» **About this task**:
Show each line of the data below that has the string "ResolveError" in it.

━━━━━━━━━━

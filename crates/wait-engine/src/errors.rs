//! Wait engine error types.

use browser_session::SessionError;
use target_resolver::ResolveError;
use thiserror::Error;

/// Failures while probing a condition. A timeout is not an error; it
/// is a [`crate::WaitOutcome`] the caller decides about.
#[derive(Debug, Error, Clone)]
pub enum WaitError {
    /// The session failed while being probed.
    #[error("session failed during wait: {0}")]
    Session(#[from] SessionError),

    /// The condition's locator could not be compiled.
    #[error("condition locator invalid: {0}")]
    Resolve(#[from] ResolveError),
}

━━━━━━━━━━

» **Written response**:
use target_resolver::ResolveError;
    Resolve(#[from] ResolveError),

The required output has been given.